I could see nothing. The night was dark and still.
"She can't be long now," my mother said. "But go and tell them they may bolt the front door. We are sure to hear her coming up the walk."
She called me back. "Tell them not to forget to put the chain on the door."
Oh, the times we had been told that!
Downstairs I found the house shut up and barred as for a siege. The maids had done their work and vanished. I was the only creature stirring. Upstairs the same. My mother seemed not to hear me come back into the room. She was lying with the candle-light on her face, and on her face the old listening fear. What made her look like that?
If there had been anything, if there had been even that old mournful sound of the wind, I could have minded less.

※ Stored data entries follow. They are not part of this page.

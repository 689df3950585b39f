//! Read-only lookup tables used by the recommendation engines
//!
//! Tables are built once from [`crate::config::OptimizerConfig`] and handed to
//! the runbooks. Lookups are case-insensitive on the configuration identifier,
//! values keep the casing they were configured with.

use std::collections::HashMap;

use crate::config::{ComputeSettings, DatabaseSettings, StorageSettings};
use crate::models::AccessTier;

/// Current VM size -> recommended downgrade size
#[derive(Debug, Clone, Default)]
pub struct SizeMapping {
    entries: HashMap<String, String>,
}

impl SizeMapping {
    pub fn from_pairs<I, K, V>(pairs: I) -> Self
    where
        I: IntoIterator<Item = (K, V)>,
        K: AsRef<str>,
        V: Into<String>,
    {
        Self {
            entries: pairs
                .into_iter()
                .map(|(k, v)| (k.as_ref().to_ascii_lowercase(), v.into()))
                .collect(),
        }
    }

    pub fn downgrade(&self, size: &str) -> Option<&str> {
        self.entries
            .get(&size.to_ascii_lowercase())
            .map(String::as_str)
    }

    pub fn len(&self) -> usize {
        self.entries.len()
    }

    pub fn is_empty(&self) -> bool {
        self.entries.is_empty()
    }
}

/// Configuration identifier -> flat monthly cost in USD
#[derive(Debug, Clone, Default)]
pub struct PriceTable {
    entries: HashMap<String, f64>,
}

impl PriceTable {
    pub fn from_pairs<I, K>(pairs: I) -> Self
    where
        I: IntoIterator<Item = (K, f64)>,
        K: AsRef<str>,
    {
        Self {
            entries: pairs
                .into_iter()
                .map(|(k, v)| (k.as_ref().to_ascii_lowercase(), v))
                .collect(),
        }
    }

    pub fn monthly_cost(&self, config: &str) -> Option<f64> {
        self.entries.get(&config.to_ascii_lowercase()).copied()
    }

    /// Price difference between two configurations, zero when either is unknown
    pub fn savings(&self, current: &str, target: &str) -> f64 {
        match (self.monthly_cost(current), self.monthly_cost(target)) {
            (Some(c), Some(t)) => c - t,
            _ => 0.0,
        }
    }
}

/// Size mapping and prices for the VM runbook
#[derive(Debug, Clone, Default)]
pub struct ComputeTables {
    pub sizes: SizeMapping,
    pub prices: PriceTable,
}

impl From<&ComputeSettings> for ComputeTables {
    fn from(settings: &ComputeSettings) -> Self {
        Self {
            sizes: SizeMapping::from_pairs(
                settings
                    .sizes
                    .iter()
                    .filter_map(|e| e.downgrade.as_ref().map(|d| (e.size.as_str(), d.clone()))),
            ),
            prices: PriceTable::from_pairs(
                settings.sizes.iter().map(|e| (e.size.as_str(), e.monthly_cost)),
            ),
        }
    }
}

/// Service objective with its DTU capacity and price
#[derive(Debug, Clone, PartialEq)]
pub struct DtuTier {
    pub name: String,
    pub edition: String,
    pub dtu: u32,
    pub monthly_cost: f64,
}

/// Service objective price table for DTU databases
#[derive(Debug, Clone, Default)]
pub struct DtuTable {
    tiers: Vec<DtuTier>,
}

impl DtuTable {
    pub fn new(tiers: Vec<DtuTier>) -> Self {
        Self { tiers }
    }

    pub fn get(&self, name: &str) -> Option<&DtuTier> {
        self.tiers.iter().find(|t| t.name.eq_ignore_ascii_case(name))
    }

    /// Largest cheaper tier of the same edition with less DTU capacity than `current`
    pub fn next_lower(&self, current: &DtuTier) -> Option<&DtuTier> {
        self.tiers
            .iter()
            .filter(|t| t.edition.eq_ignore_ascii_case(&current.edition))
            .filter(|t| t.dtu < current.dtu && t.monthly_cost < current.monthly_cost)
            .max_by_key(|t| t.dtu)
    }

    /// Smallest tier of the same edition with more DTU capacity than `current`
    pub fn next_higher(&self, current: &DtuTier) -> Option<&DtuTier> {
        self.tiers
            .iter()
            .filter(|t| t.edition.eq_ignore_ascii_case(&current.edition))
            .filter(|t| t.dtu > current.dtu)
            .min_by_key(|t| t.dtu)
    }

    /// Price difference between two service objectives, zero when either is unknown
    pub fn savings(&self, current: &str, target: &str) -> f64 {
        match (self.get(current), self.get(target)) {
            (Some(c), Some(t)) => c.monthly_cost - t.monthly_cost,
            _ => 0.0,
        }
    }
}

impl From<&DatabaseSettings> for DtuTable {
    fn from(settings: &DatabaseSettings) -> Self {
        Self::new(
            settings
                .tiers
                .iter()
                .map(|e| DtuTier {
                    name: e.name.clone(),
                    edition: e.edition.clone(),
                    dtu: e.dtu,
                    monthly_cost: e.monthly_cost,
                })
                .collect(),
        )
    }
}

/// Per-GB tier prices and per-transition savings percentages
#[derive(Debug, Clone, Default)]
pub struct TierTable {
    prices: HashMap<AccessTier, f64>,
    savings: HashMap<(AccessTier, AccessTier), f64>,
}

impl TierTable {
    pub fn new(
        prices: impl IntoIterator<Item = (AccessTier, f64)>,
        savings: impl IntoIterator<Item = ((AccessTier, AccessTier), f64)>,
    ) -> Self {
        Self {
            prices: prices.into_iter().collect(),
            savings: savings.into_iter().collect(),
        }
    }

    /// Price per GB-month for a tier
    pub fn price_per_gb(&self, tier: AccessTier) -> f64 {
        self.prices.get(&tier).copied().unwrap_or(0.0)
    }

    /// Fraction of the current tier's cost saved by moving `from` -> `to`
    pub fn savings_percent(&self, from: AccessTier, to: AccessTier) -> Option<f64> {
        self.savings.get(&(from, to)).copied()
    }
}

impl From<&StorageSettings> for TierTable {
    fn from(settings: &StorageSettings) -> Self {
        Self::new(
            settings.tier_prices.iter().map(|p| (p.tier, p.price_per_gb)),
            settings
                .transitions
                .iter()
                .map(|t| ((t.from, t.to), t.savings_percent)),
        )
    }
}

But the night was very quiet. The house was hushed as death. And still she listened.
Now and then she would lift her eyelids suddenly, and the intense white of the eyeb.a.l.l.s shone, while she strained to catch some sound beyond my narrower range.
I sat there by the fire a long, long time. And she never spoke--until I, unable to bear the stillness any longer, fell back for that last time on the familiar Magic--my father, and the old, beautiful days. She stirred.

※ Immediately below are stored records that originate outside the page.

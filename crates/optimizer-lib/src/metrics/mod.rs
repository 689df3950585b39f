//! Utilization metrics from the monitoring backend
//!
//! This module defines the monitoring query interface and reduces the
//! returned hourly series into the fixed-shape [`UtilizationSample`] the
//! recommendation engines consume.
//!
//! [`UtilizationSample`]: crate::models::UtilizationSample

mod aggregator;

pub use aggregator::{reduce, MetricsAggregator, SeriesSummary};

use chrono::{DateTime, Duration, Utc};
use serde::{Deserialize, Serialize};
use std::fmt;

use crate::error::Result;

pub use async_trait::async_trait;

/// Aggregation applied by the monitoring backend per time grain
#[derive(Debug, Clone, Copy, PartialEq, Eq, Hash, Serialize, Deserialize)]
pub enum Aggregation {
    Average,
    Total,
    Maximum,
}

impl fmt::Display for Aggregation {
    fn fmt(&self, f: &mut fmt::Formatter<'_>) -> fmt::Result {
        match self {
            Aggregation::Average => write!(f, "Average"),
            Aggregation::Total => write!(f, "Total"),
            Aggregation::Maximum => write!(f, "Maximum"),
        }
    }
}

/// Query time range
#[derive(Debug, Clone, Copy, PartialEq)]
pub struct TimeWindow {
    pub start: DateTime<Utc>,
    pub end: DateTime<Utc>,
}

impl TimeWindow {
    /// Window ending now and reaching `days` back
    pub fn last_days(days: u32) -> Self {
        let end = Utc::now();
        Self {
            start: end - Duration::days(days as i64),
            end,
        }
    }

    pub fn days(&self) -> u32 {
        (self.end - self.start).num_days().max(0) as u32
    }

    /// ISO 8601 `start/end` interval as expected by the monitoring API
    pub fn to_timespan(&self) -> String {
        format!(
            "{}/{}",
            self.start.format("%Y-%m-%dT%H:%M:%SZ"),
            self.end.format("%Y-%m-%dT%H:%M:%SZ")
        )
    }
}

/// A single named-series request at hourly granularity
#[derive(Debug, Clone, PartialEq)]
pub struct MetricQuery<'a> {
    pub resource_id: &'a str,
    pub metric: &'a str,
    pub window: TimeWindow,
    pub aggregation: Aggregation,
}

/// Monitoring backend interface
#[async_trait]
pub trait MetricsSource: Send + Sync {
    /// Time-ordered data points for the query; empty when the metric is
    /// unavailable for the resource
    async fn query(&self, query: &MetricQuery<'_>) -> Result<Vec<f64>>;
}

/// Metric names queried per resource kind
pub mod names {
    pub const CPU_PERCENT: &str = "Percentage CPU";
    pub const AVAILABLE_MEMORY: &str = "Available Memory Bytes";
    pub const DISK_READ_OPS: &str = "Disk Read Operations/Sec";
    pub const DISK_WRITE_OPS: &str = "Disk Write Operations/Sec";
    pub const DTU_PERCENT: &str = "dtu_consumption_percent";
    pub const CONNECTIONS: &str = "connection_successful";
    pub const RU_PERCENT: &str = "NormalizedRUConsumption";
    pub const TOTAL_REQUESTS: &str = "TotalRequests";
    pub const TRANSACTIONS: &str = "Transactions";
    pub const EGRESS: &str = "Egress";
}
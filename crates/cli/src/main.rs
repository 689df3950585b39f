//! Cloud cost optimization CLI
//!
//! Runs the VM right-sizing, storage tiering and database scaling runbooks
//! against a resource group, either on Azure or on a local inventory file.

mod commands;
mod config;
mod output;

use anyhow::{Context, Result};
use clap::{Parser, Subcommand};
use std::path::PathBuf;
use tracing_subscriber::{fmt, prelude::*, EnvFilter};

use commands::run::{self, BackendKind, Backends, RunArgs};
use optimizer_lib::{OptimizerConfig, OptimizerMetrics, ResourceKind};

/// Cloud cost optimization runbooks
#[derive(Parser)]
#[command(name = "costopt")]
#[command(author, version, about = "Cloud cost optimization runbooks", long_about = None)]
pub struct Cli {
    /// Configuration file (defaults to ~/.config/costopt/config.toml if present)
    #[arg(long, env = "COSTOPT_CONFIG")]
    pub config: Option<PathBuf>,

    /// Where resources, metrics and mutations come from
    #[arg(long, value_enum, default_value = "arm")]
    pub backend: BackendKind,

    /// Inventory file for the inventory backend
    #[arg(long, env = "COSTOPT_INVENTORY")]
    pub inventory: Option<PathBuf>,

    /// Azure subscription id for the arm backend
    #[arg(long, env = "AZURE_SUBSCRIPTION_ID")]
    pub subscription: Option<String>,

    /// Output format
    #[arg(long, short, value_enum, default_value = "table")]
    pub format: output::OutputFormat,

    /// Write run metrics in Prometheus text format to this file
    #[arg(long)]
    pub metrics_file: Option<PathBuf>,

    /// Enable debug logging
    #[arg(long, short)]
    pub verbose: bool,

    #[command(subcommand)]
    pub command: Commands,
}

#[derive(Subcommand)]
pub enum Commands {
    /// Right-size underutilized virtual machines
    Vm(RunArgs),

    /// Move idle blobs to cheaper access tiers
    Storage(RunArgs),

    /// Scale underutilized databases
    Database(RunArgs),
}

fn init_tracing(format: output::OutputFormat, verbose: bool) {
    let default_level = if verbose { "debug" } else { "info" };
    let filter =
        EnvFilter::try_from_default_env().unwrap_or_else(|_| EnvFilter::new(default_level));

    // Logs go to stderr so stdout carries only the report
    let registry = tracing_subscriber::registry().with(filter);
    match format {
        output::OutputFormat::Json => registry
            .with(fmt::layer().json().with_writer(std::io::stderr))
            .init(),
        output::OutputFormat::Table => registry
            .with(fmt::layer().with_writer(std::io::stderr))
            .init(),
    }
}

#[tokio::main]
async fn main() -> Result<()> {
    let cli = Cli::parse();
    init_tracing(cli.format, cli.verbose);

    let config_path = config::resolve_config_path(cli.config.as_deref())?;
    let optimizer_config =
        OptimizerConfig::load(config_path.as_deref()).context("Failed to load configuration")?;

    let backends = Backends::connect(
        cli.backend,
        cli.subscription.as_deref(),
        cli.inventory.as_deref(),
    )
    .await?;

    let (kind, args) = match &cli.command {
        Commands::Vm(args) => (ResourceKind::Compute, args),
        Commands::Storage(args) => (ResourceKind::Storage, args),
        Commands::Database(args) => (ResourceKind::Database, args),
    };

    let report = run::run_runbook(kind, &backends, &optimizer_config, args).await?;
    backends.log_inventory_mutations();

    output::print_report(&report, args.simulate, cli.format)?;

    if let Some(path) = &cli.metrics_file {
        std::fs::write(path, OptimizerMetrics::new().render())
            .with_context(|| format!("Failed to write metrics to {}", path.display()))?;
    }

    Ok(())
}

She folded and unfolded her hands, and then took up the theme. But in a different key.
"The more I came to understand other women's lives," she said, "the more I saw that my happiness was like the safety of a person walking a narrow plank across a chasm." Then after a moment, she added, "A question of nice equilibrium."
"I don't know how you ever bore the fall," I said.
"The fall?"
"Yes--when father was killed--and all the happiness fell down."
Then she said something wholly incomprehensible at the time, but which I understand better now. "Perhaps," she said, "I would have borne what you call 'the fall' less well if I hadn't known ... there are worse than tigers in the world's jungle."
I felt I was on the track of some truer understanding, and a secret excitement took hold of me. "How was it you came to know that?" I asked.
"It is a thing," she said, "that even happy women learn." Then, hurriedly, she went on: "And it ended--my happiness--before any stain or tarnish dimmed it. All bright and shining one moment, the next all vanished."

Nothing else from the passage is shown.